What is servant leadership?
- What is Servant Leadership?
- The term Servant leadership was developed by Robert K. Greenleaf in 1970.
- The essential idea behind Servant Leadership is that the leader serves the people he/she leads which imply that they are an end in themselves rather than a means to an organizational purpose or bottom line.
What do servant leaders do?
Servant leaders are felt to be effective because the needs of followers are so looked after that they reach their full potential, hence perform at their best. The strength of this way of looking at leadership is that it forces us away from self-serving, domineering (autocratic "bossy") leadership and makes those in charge think harder about how to respect, value and create a motivating culture for the people reporting to them.

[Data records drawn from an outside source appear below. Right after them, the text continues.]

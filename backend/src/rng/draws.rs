//! Named draws used by the production line
//!
//! One stream per replica serves three purposes. Keeping each purpose
//! behind its own method documents the order in which a station start
//! consumes randomness: `service_time` first, then `failure_trial`.
//! `defect_trial` is drawn once per item leaving the last station.

use super::RngManager;

/// Shortest service duration a station can be assigned, in seconds
pub const MIN_SERVICE_SECS: f64 = 1.0;

impl RngManager {
    /// Sample a service duration from Normal(mean, std_dev), floored at
    /// [`MIN_SERVICE_SECS`]
    ///
    /// # Example
    /// ```
    /// use assembly_line_core::RngManager;
    ///
    /// let mut rng = RngManager::new(42);
    /// assert_eq!(rng.service_time(10.0, 0.0), 10.0);
    /// assert_eq!(rng.service_time(-5.0, 0.0), 1.0);
    /// ```
    pub fn service_time(&mut self, mean: f64, std_dev: f64) -> f64 {
        let z = self.standard_normal();
        (mean + std_dev * z).max(MIN_SERVICE_SECS)
    }

    /// Bernoulli trial: does the station break down on this start?
    pub fn failure_trial(&mut self, failure_rate: f64) -> bool {
        self.bernoulli(failure_rate)
    }

    /// Bernoulli trial: is the item leaving final inspection defective?
    pub fn defect_trial(&mut self, defect_rate: f64) -> bool {
        self.bernoulli(defect_rate)
    }

    fn bernoulli(&mut self, p: f64) -> bool {
        self.next_f64() < p
    }
}
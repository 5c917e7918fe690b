//! Sample statistics over replicas

use serde::{Deserialize, Serialize};

/// Mean, sample standard deviation and range of a set of observations
#[derive(Debug, Clone, Copy, Default, PartialEq, Serialize, Deserialize)]
pub struct SampleStats {
    pub mean: f64,

    /// Sample (n − 1) standard deviation; 0 for fewer than two values
    pub std_dev: f64,

    pub min: f64,
    pub max: f64,
}

impl SampleStats {
    /// Summarise `values`; all fields are 0 for an empty slice
    ///
    /// # Example
    /// ```
    /// use assembly_line_core::analysis::SampleStats;
    ///
    /// let stats = SampleStats::from_values(&[2.0, 4.0, 6.0]);
    /// assert_eq!(stats.mean, 4.0);
    /// assert_eq!(stats.std_dev, 2.0);
    /// assert_eq!((stats.min, stats.max), (2.0, 6.0));
    /// ```
    pub fn from_values(values: &[f64]) -> Self {
        if values.is_empty() {
            return Self::default();
        }

        let mean = mean(values);
        let min = values.iter().copied().fold(f64::INFINITY, f64::min);
        let max = values.iter().copied().fold(f64::NEG_INFINITY, f64::max);

        Self {
            mean,
            std_dev: sample_std_dev(values, mean),
            min,
            max,
        }
    }
}

/// Arithmetic mean, 0 for an empty slice
pub fn mean(values: &[f64]) -> f64 {
    if values.is_empty() {
        0.0
    } else {
        values.iter().sum::<f64>() / values.len() as f64
    }
}

fn sample_std_dev(values: &[f64], mean: f64) -> f64 {
    if values.len() < 2 {
        return 0.0;
    }
    let sum_sq: f64 = values.iter().map(|v| (v - mean).powi(2)).sum();
    (sum_sq / (values.len() - 1) as f64).sqrt()
}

Leadership for a knowledge driven world
- ALL employees can lead, not just the boss, where leadership means promoting new directions as opposed to managing people.

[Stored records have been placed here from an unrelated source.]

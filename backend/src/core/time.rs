//! Virtual time for a single replica
//!
//! The line advances in fixed one-second ticks. The clock also knows the
//! simulation horizon, the hard safety cutoff (twice the horizon) and the
//! cadence at which work-in-process is sampled.

use serde::{Deserialize, Serialize};

/// Discrete virtual clock, one tick per simulated second
///
/// # Example
/// ```
/// use assembly_line_core::SimClock;
///
/// let mut clock = SimClock::new(3600, 60); // 1 hour horizon, sample every minute
/// assert_eq!(clock.now(), 0);
/// assert!(clock.is_sample_point());
///
/// clock.advance();
/// assert_eq!(clock.now(), 1);
/// assert!(!clock.is_sample_point());
/// ```
#[derive(Debug, Clone, Serialize, Deserialize)]
pub struct SimClock {
    /// Ticks elapsed since the replica started
    now: u64,
    /// Nominal end of the arrival/measurement window
    horizon: u64,
    /// Ticks between two WIP samples
    sample_interval: u64,
}

impl SimClock {
    /// Create a clock at time zero
    ///
    /// # Panics
    /// Panics if `horizon` or `sample_interval` is zero. Configuration
    /// validation rejects both before a clock is ever built.
    pub fn new(horizon: u64, sample_interval: u64) -> Self {
        assert!(horizon > 0, "horizon must be positive");
        assert!(sample_interval > 0, "sample_interval must be positive");
        Self {
            now: 0,
            horizon,
            sample_interval,
        }
    }

    /// Advance time by one tick
    pub fn advance(&mut self) {
        self.now += 1;
    }

    /// Current tick
    pub fn now(&self) -> u64 {
        self.now
    }

    /// Simulation horizon in ticks
    pub fn horizon(&self) -> u64 {
        self.horizon
    }

    /// Horizon expressed in hours
    ///
    /// # Example
    /// ```
    /// use assembly_line_core::SimClock;
    ///
    /// let clock = SimClock::new(8 * 3600, 60);
    /// assert_eq!(clock.horizon_hours(), 8.0);
    /// ```
    pub fn horizon_hours(&self) -> f64 {
        self.horizon as f64 / 3600.0
    }

    /// Last tick the drain phase may run before the replica is cut off
    pub fn cutoff(&self) -> u64 {
        self.horizon.saturating_mul(2)
    }

    /// True while the clock is still inside the horizon
    pub fn within_horizon(&self) -> bool {
        self.now < self.horizon
    }

    /// True once the clock has moved beyond the safety cutoff
    ///
    /// # Example
    /// ```
    /// use assembly_line_core::SimClock;
    ///
    /// let mut clock = SimClock::new(2, 1);
    /// for _ in 0..4 {
    ///     clock.advance();
    /// }
    /// assert!(!clock.past_cutoff());
    /// clock.advance();
    /// assert!(clock.past_cutoff());
    /// ```
    pub fn past_cutoff(&self) -> bool {
        self.now > self.cutoff()
    }

    /// True on ticks where WIP should be sampled
    pub fn is_sample_point(&self) -> bool {
        self.now % self.sample_interval == 0
    }

    /// Ticks between WIP samples
    pub fn sample_interval(&self) -> u64 {
        self.sample_interval
    }
}
//! Domain models for the production line

pub mod event;
pub mod line;
pub mod station;
pub mod work_item;

// Re-exports
pub use event::{Event, EventLog};
pub use line::{ProductionLine, Routed};
pub use station::{StartOutcome, Station, StationStatus};
pub use work_item::{ItemStatus, WorkItem};
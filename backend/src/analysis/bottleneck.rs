//! Bottleneck identification

use serde::{Deserialize, Serialize};

/// Mean utilization above which improvement advice is attached
pub const ADVICE_THRESHOLD_PCT: f64 = 85.0;

/// Per-station figures averaged over replicas
#[derive(Debug, Clone, PartialEq, Serialize, Deserialize)]
pub struct StationSummary {
    pub name: String,
    pub capacity: u32,
    pub mean_utilization_pct: f64,
    pub mean_wait_minutes: f64,
    pub mean_processed: f64,
    pub total_failures: u64,
}

/// Two ways to relieve a saturated station
#[derive(Debug, Clone, PartialEq, Serialize, Deserialize)]
pub struct ImprovementAdvice {
    /// Servers to add (doubles the station)
    pub add_servers: u32,

    /// `(100 − utilization) / 2`
    pub add_servers_gain_pct: f64,

    /// 10 % of the current mean service time
    pub service_time_reduction_secs: f64,

    /// `utilization × 0.1`
    pub service_time_gain_pct: f64,
}

/// The station limiting throughput
#[derive(Debug, Clone, PartialEq, Serialize, Deserialize)]
pub struct Bottleneck {
    pub name: String,
    pub utilization_pct: f64,
    pub avg_wait_minutes: f64,

    /// Present when utilization exceeds [`ADVICE_THRESHOLD_PCT`]
    pub advice: Option<ImprovementAdvice>,
}

impl Bottleneck {
    /// Pick the station with the highest mean utilization
    ///
    /// Ties go to the earliest station. `service_means` holds each
    /// station's mean service time, in the same order as `stations`.
    /// Returns `None` for an empty line.
    pub fn identify(stations: &[StationSummary], service_means: &[f64]) -> Option<Self> {
        let (index, station) = stations.iter().enumerate().fold(
            None::<(usize, &StationSummary)>,
            |best, (i, s)| match best {
                Some((_, b)) if b.mean_utilization_pct >= s.mean_utilization_pct => best,
                _ => Some((i, s)),
            },
        )?;

        let utilization = station.mean_utilization_pct;
        let advice = (utilization > ADVICE_THRESHOLD_PCT).then(|| ImprovementAdvice {
            add_servers: station.capacity,
            add_servers_gain_pct: (100.0 - utilization) / 2.0,
            service_time_reduction_secs: service_means.get(index).copied().unwrap_or(0.0) * 0.1,
            service_time_gain_pct: utilization * 0.1,
        });

        Some(Self {
            name: station.name.clone(),
            utilization_pct: utilization,
            avg_wait_minutes: station.mean_wait_minutes,
            advice,
        })
    }
}
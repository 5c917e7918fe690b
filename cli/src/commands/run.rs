use std::path::Path;

use anyhow::{Context, Result};
use assembly_line_core::{ExecutionMode, ReplicationRunner, SimulationConfig};

/// Command-line overrides applied on top of the loaded configuration
pub struct Overrides {
    pub replications: Option<u32>,
    pub seed: Option<u64>,
    pub parallel: bool,
}

/// Execute the `run` command: load, validate, simulate, print JSON.
pub fn execute(config_path: Option<&Path>, overrides: Overrides, full: bool) -> Result<()> {
    let mut config = match config_path {
        Some(path) => load_config(path)?,
        None => SimulationConfig::laptop_line(),
    };

    if let Some(replications) = overrides.replications {
        config.replications = replications;
    }
    if let Some(seed) = overrides.seed {
        config.base_seed = seed;
    }
    if overrides.parallel {
        config.execution = ExecutionMode::Parallel;
    }

    tracing::info!(
        stations = config.stations.len(),
        replications = config.replications,
        seed = config.base_seed,
        "Starting batch"
    );

    let runner = ReplicationRunner::new(config).context("Invalid configuration")?;
    let report = runner.run_and_analyze().context("Simulation failed")?;

    let json = if full {
        serde_json::to_string_pretty(&report)?
    } else {
        serde_json::to_string_pretty(&report.summary)?
    };
    println!("{}", json);

    if report.summary.truncated_replicas > 0 {
        tracing::warn!(
            truncated = report.summary.truncated_replicas,
            "Some replicas hit the safety cutoff; their figures are partial"
        );
    }

    Ok(())
}

fn load_config(path: &Path) -> Result<SimulationConfig> {
    let text = std::fs::read_to_string(path)
        .with_context(|| format!("Failed to read config file: {}", path.display()))?;
    serde_json::from_str(&text)
        .with_context(|| format!("Failed to parse config file: {}", path.display()))
}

- Leadership is shifting from position to knowledge.
- Anyone with critical knowledge that could alter business direction can show leadership. This is thought leadership.
- Leadership can be bottom-up as well as top-down. It can even come from outside. Leadership can be shown between organizations too as in market leadership.

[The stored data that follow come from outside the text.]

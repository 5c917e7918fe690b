//! Station model
//!
//! A station is one capacity-bounded service point. It owns:
//! - a FIFO queue of items waiting for service
//! - an in-process set of items being served, bounded by capacity
//! - its breakdown state (failed flag and repair deadline)
//! - running counters used for utilization and wait statistics
//!
//! # State machine
//!
//! ```text
//!            start (in-process < capacity)
//!   Open ─────────────────────────────────▶ AtCapacity
//!    ▲  ◀──────────── finish ─────────────────┘
//!    │
//!    │ repair deadline reached
//!    │
//!  Failed ◀──── failure trial succeeds on a start attempt (from Open)
//! ```
//!
//! Only the failed flag and repair deadline are stored; `Open` and
//! `AtCapacity` are derived from the in-process count.
//!
//! # Breakdowns
//!
//! The failure trial happens before the head item leaves the queue. When
//! the station breaks down the item simply stays at the head of the queue
//! and is the first to start once the repair is over. Items already in
//! service when the station breaks down finish normally.

use crate::models::work_item::WorkItem;
use crate::orchestrator::config::StationConfig;
use crate::rng::RngManager;
use serde::{Deserialize, Serialize};
use std::collections::VecDeque;

/// Derived operating state of a station at a given tick
#[derive(Debug, Clone, Copy, PartialEq, Eq, Serialize, Deserialize)]
pub enum StationStatus {
    /// Can start another item
    Open,
    /// Every server is busy; the queue may still grow
    AtCapacity,
    /// Down for repair
    Failed,
}

/// Result of asking a station to start its next item
#[derive(Debug, Clone, Copy, PartialEq)]
pub enum StartOutcome {
    /// Nothing is waiting
    Idle,

    /// Work is waiting but the station is down or full
    Unavailable,

    /// Work is waiting but there is nowhere downstream to put it. Only the
    /// production line reports this, when buffer backpressure holds the
    /// first station.
    Blocked,

    /// The head item entered service
    Started {
        item_id: u64,
        /// Seconds the item spent in this station's queue
        wait: u64,
        /// Sampled service duration in seconds
        duration: f64,
    },

    /// The start attempt broke the station; the head item stays queued
    BrokeDown { item_id: u64, repair_until: f64 },
}

/// An item in service together with its scheduled completion instant
#[derive(Debug, Clone, PartialEq)]
struct InService {
    item: WorkItem,
    completes_at: f64,
}

/// Runtime state of one station for one replica
///
/// # Example
/// ```
/// use assembly_line_core::{RngManager, Station, StationConfig, StartOutcome, WorkItem};
///
/// let config = StationConfig::new("Press", 1, 10.0, 0.0, 12.0).unwrap();
/// let mut station = Station::new(config);
/// let mut rng = RngManager::new(1);
///
/// station.enqueue(WorkItem::new(1, 0), 0);
/// assert!(matches!(station.start_next(0, &mut rng), StartOutcome::Started { wait: 0, .. }));
///
/// assert!(station.finish(9).is_empty());
/// assert_eq!(station.finish(10).len(), 1);
/// assert_eq!(station.total_processed(), 1);
/// ```
#[derive(Debug, Clone)]
pub struct Station {
    config: StationConfig,

    /// Items waiting for service, oldest first
    queue: VecDeque<WorkItem>,

    /// Items in service, never more than `capacity`
    in_process: Vec<InService>,

    is_failed: bool,

    /// Virtual time at which the current repair ends
    failure_end_time: f64,

    /// Items that completed service here
    total_processed: u64,

    /// Sum of queue waits of every item that started service (seconds)
    total_wait_time: u64,

    /// Sum of sampled service durations of every started item (seconds)
    busy_time: f64,

    /// Breakdowns so far
    failures: u32,

    /// Repair time scheduled by those breakdowns (seconds)
    downtime: f64,
}

impl Station {
    pub fn new(config: StationConfig) -> Self {
        Self {
            config,
            queue: VecDeque::new(),
            in_process: Vec::new(),
            is_failed: false,
            failure_end_time: 0.0,
            total_processed: 0,
            total_wait_time: 0,
            busy_time: 0.0,
            failures: 0,
            downtime: 0.0,
        }
    }

    // ========================================================================
    // Operations
    // ========================================================================

    /// Append `item` to the tail of the queue, stamping its enqueue time
    ///
    /// The queue itself is unbounded.
    pub fn enqueue(&mut self, mut item: WorkItem, now: u64) {
        item.mark_enqueued(self.config.name(), now);
        self.queue.push_back(item);
    }

    /// True if the station may start another item at `now`
    pub fn is_available(&self, now: u64) -> bool {
        if self.is_failed && (now as f64) < self.failure_end_time {
            return false;
        }
        self.in_process.len() < self.config.capacity() as usize
    }

    /// Clear the failed flag once the repair deadline has passed
    ///
    /// Returns true on the tick the station comes back up.
    pub fn complete_repair(&mut self, now: u64) -> bool {
        if self.is_failed && now as f64 >= self.failure_end_time {
            self.is_failed = false;
            return true;
        }
        false
    }

    /// Try to move the head of the queue into service
    ///
    /// Draw order on an attempt: service duration, then failure trial. No
    /// randomness is consumed when the station is idle or unavailable.
    pub fn start_next(&mut self, now: u64, rng: &mut RngManager) -> StartOutcome {
        let item_id = match self.queue.front() {
            Some(item) => item.id(),
            None => return StartOutcome::Idle,
        };
        if !self.is_available(now) {
            return StartOutcome::Unavailable;
        }

        let duration = rng.service_time(
            self.config.service_time_mean(),
            self.config.service_time_std_dev(),
        );

        if rng.failure_trial(self.config.failure_rate()) {
            let repair = self.config.repair_duration();
            self.is_failed = true;
            self.failure_end_time = now as f64 + repair;
            self.failures += 1;
            self.downtime += repair;
            return StartOutcome::BrokeDown {
                item_id,
                repair_until: self.failure_end_time,
            };
        }

        let item = match self.queue.pop_front() {
            Some(item) => item,
            None => return StartOutcome::Idle,
        };

        let enqueued = item.enqueued_at(self.config.name()).unwrap_or(now);
        debug_assert!(enqueued <= now, "item {} enqueued in the future", item_id);
        let wait = now.saturating_sub(enqueued);
        self.total_wait_time += wait;

        self.in_process.push(InService {
            item,
            completes_at: now as f64 + duration,
        });
        self.busy_time += duration;

        StartOutcome::Started {
            item_id,
            wait,
            duration,
        }
    }

    /// Release every item whose service is complete at `now`
    ///
    /// Released items are stamped with their finish time at this station
    /// and returned in the order they entered service.
    pub fn finish(&mut self, now: u64) -> Vec<WorkItem> {
        let (done, pending): (Vec<InService>, Vec<InService>) =
            std::mem::take(&mut self.in_process)
                .into_iter()
                .partition(|slot| slot.completes_at <= now as f64);
        self.in_process = pending;

        let mut released = Vec::with_capacity(done.len());
        for slot in done {
            let mut item = slot.item;
            item.mark_finished(self.config.name(), now);
            self.total_processed += 1;
            released.push(item);
        }
        released
    }

    // ========================================================================
    // Statistics
    // ========================================================================

    /// Busy time as a percentage of `capacity × total_elapsed`
    ///
    /// Returns 0 when `total_elapsed` is not positive.
    pub fn utilization(&self, total_elapsed: f64) -> f64 {
        let max_capacity_time = self.config.capacity() as f64 * total_elapsed;
        if max_capacity_time > 0.0 {
            self.busy_time / max_capacity_time * 100.0
        } else {
            0.0
        }
    }

    /// Mean queue wait per processed item, in seconds (0 if none processed)
    pub fn average_wait(&self) -> f64 {
        if self.total_processed > 0 {
            self.total_wait_time as f64 / self.total_processed as f64
        } else {
            0.0
        }
    }

    // ========================================================================
    // Accessors
    // ========================================================================

    pub fn config(&self) -> &StationConfig {
        &self.config
    }

    pub fn name(&self) -> &str {
        self.config.name()
    }

    /// Derived state at `now`
    pub fn status(&self, now: u64) -> StationStatus {
        if self.is_failed && (now as f64) < self.failure_end_time {
            StationStatus::Failed
        } else if self.in_process.len() >= self.config.capacity() as usize {
            StationStatus::AtCapacity
        } else {
            StationStatus::Open
        }
    }

    pub fn queue_len(&self) -> usize {
        self.queue.len()
    }

    pub fn in_process_len(&self) -> usize {
        self.in_process.len()
    }

    /// Items held by this station, queued or in service
    pub fn held(&self) -> usize {
        self.queue.len() + self.in_process.len()
    }

    /// Queued items, head first
    pub fn queued_items(&self) -> impl Iterator<Item = &WorkItem> {
        self.queue.iter()
    }

    /// Items in service with their scheduled completion instants
    pub fn items_in_service(&self) -> impl Iterator<Item = (&WorkItem, f64)> {
        self.in_process.iter().map(|slot| (&slot.item, slot.completes_at))
    }

    pub fn is_failed(&self) -> bool {
        self.is_failed
    }

    pub fn failure_end_time(&self) -> f64 {
        self.failure_end_time
    }

    pub fn total_processed(&self) -> u64 {
        self.total_processed
    }

    pub fn total_wait_time(&self) -> u64 {
        self.total_wait_time
    }

    pub fn busy_time(&self) -> f64 {
        self.busy_time
    }

    pub fn failures(&self) -> u32 {
        self.failures
    }

    pub fn downtime(&self) -> f64 {
        self.downtime
    }
}
//! Work item model
//!
//! A work item is one unit of product flowing through the line. It records
//! when it arrived, when it was queued at and released from each station,
//! and how it left the system.
//!
//! Items are plain owned values. Every container in the line (station
//! queue, in-process set, buffer, terminal list) holds items by value and
//! hands them on by moving them, so an item can never be in two places.

use serde::{Deserialize, Serialize};
use std::collections::HashMap;

/// Where a work item is in its lifecycle
#[derive(Debug, Clone, Copy, PartialEq, Eq, Serialize, Deserialize)]
pub enum ItemStatus {
    /// Still inside the line (queued, in service or buffered)
    InProcess,

    /// Passed final inspection
    Completed { at: u64 },

    /// Failed final inspection
    Defective { at: u64 },

    /// Evicted from a full buffer under the drop-oldest policy
    Scrapped { at: u64 },
}

impl ItemStatus {
    /// True for every status except `InProcess`
    pub fn is_terminal(&self) -> bool {
        !matches!(self, ItemStatus::InProcess)
    }
}

/// One unit of product
///
/// # Example
/// ```
/// use assembly_line_core::{ItemStatus, WorkItem};
///
/// let mut item = WorkItem::new(1, 45);
/// item.mark_enqueued("Motherboard", 45);
/// item.mark_finished("Motherboard", 65);
/// item.complete(120);
///
/// assert_eq!(item.status(), ItemStatus::Completed { at: 120 });
/// assert_eq!(item.cycle_time(), Some(75));
/// ```
#[derive(Debug, Clone, PartialEq, Serialize, Deserialize)]
pub struct WorkItem {
    /// Unique within one production line, assigned in arrival order
    id: u64,

    /// Tick at which the item was admitted
    arrival_time: u64,

    /// Station name → tick the item joined that station's queue
    enqueued_at: HashMap<String, u64>,

    /// Station name → tick the item left that station's service
    finished_at: HashMap<String, u64>,

    status: ItemStatus,
}

impl WorkItem {
    pub fn new(id: u64, arrival_time: u64) -> Self {
        Self {
            id,
            arrival_time,
            enqueued_at: HashMap::new(),
            finished_at: HashMap::new(),
            status: ItemStatus::InProcess,
        }
    }

    pub fn id(&self) -> u64 {
        self.id
    }

    pub fn arrival_time(&self) -> u64 {
        self.arrival_time
    }

    pub fn status(&self) -> ItemStatus {
        self.status
    }

    pub fn is_defective(&self) -> bool {
        matches!(self.status, ItemStatus::Defective { .. })
    }

    /// Tick at which the item joined `station`'s queue
    pub fn enqueued_at(&self, station: &str) -> Option<u64> {
        self.enqueued_at.get(station).copied()
    }

    /// Tick at which the item finished service at `station`
    pub fn finished_at(&self, station: &str) -> Option<u64> {
        self.finished_at.get(station).copied()
    }

    pub fn mark_enqueued(&mut self, station: &str, now: u64) {
        self.enqueued_at.insert(station.to_string(), now);
    }

    pub fn mark_finished(&mut self, station: &str, now: u64) {
        self.finished_at.insert(station.to_string(), now);
    }

    /// Completion tick, only for items that passed inspection
    pub fn completion_time(&self) -> Option<u64> {
        match self.status {
            ItemStatus::Completed { at } => Some(at),
            _ => None,
        }
    }

    /// Arrival-to-completion time in seconds, only for completed items
    pub fn cycle_time(&self) -> Option<u64> {
        self.completion_time()
            .map(|at| at.saturating_sub(self.arrival_time))
    }

    pub fn complete(&mut self, now: u64) {
        self.transition(ItemStatus::Completed { at: now });
    }

    pub fn reject(&mut self, now: u64) {
        self.transition(ItemStatus::Defective { at: now });
    }

    pub fn scrap(&mut self, now: u64) {
        self.transition(ItemStatus::Scrapped { at: now });
    }

    fn transition(&mut self, next: ItemStatus) {
        debug_assert!(
            !self.status.is_terminal(),
            "item {} already left the line as {:?}",
            self.id,
            self.status
        );
        self.status = next;
    }
}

- Only management is a formal role. Leadership is an occasional ACT, like creativity, not a role or position.
- Those at the top sometimes lead, sometimes just manage. Other times they operate as venture capitalists investing in the best ideas (leadership) emerging from below.
Leading without authority
Why is leadership portrayed as how managers manage people? How can you be said to LEAD people when you have the authority to tell them what to do?
The best example is thought leadership - champion any good idea to improve things and you can lead up, down and sideways without formal authority.
- Conventional theories of leadership are about how those with AUTHORITY influence others.
- Situational theories focus only on adjusting the use of authority.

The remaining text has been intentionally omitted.